**Stored items:**
┄┄┄┄┄┄

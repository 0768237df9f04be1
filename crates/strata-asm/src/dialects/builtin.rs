use strata_ir::Attribute;

use crate::diagnostic::ParseResult;
use crate::parser::CustomOpParser;
use crate::registry::{Dialect, OpDefinition};
use crate::state::OperationState;

pub(super) fn dialect() -> Dialect {
    Dialect::new("builtin").with_op(
        OpDefinition::new("module")
            .isolated_from_above()
            .default_dialect("builtin")
            .with_parser(parse_module),
    )
}

/// `module @name? (attributes {...})? region`
fn parse_module(parser: &mut CustomOpParser<'_, '_>, state: &mut OperationState) -> ParseResult<()> {
    if let Some(name) = parser.parse_optional_symbol_name() {
        state.add_attribute("sym_name", Attribute::String(name));
    }
    parser.parse_optional_attr_dict_with_keyword(&mut state.attributes)?;
    let body = parser.parse_region(&[], false)?;
    state.regions.push(body);
    Ok(())
}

┄┄┄┄┄┄

Scan the records for the string "CustomOpParser" and show every line that contains it.

use crate::parser::CustomOpParser;
fn parse_module(parser: &mut CustomOpParser<'_, '_>, state: &mut OperationState) -> ParseResult<()> {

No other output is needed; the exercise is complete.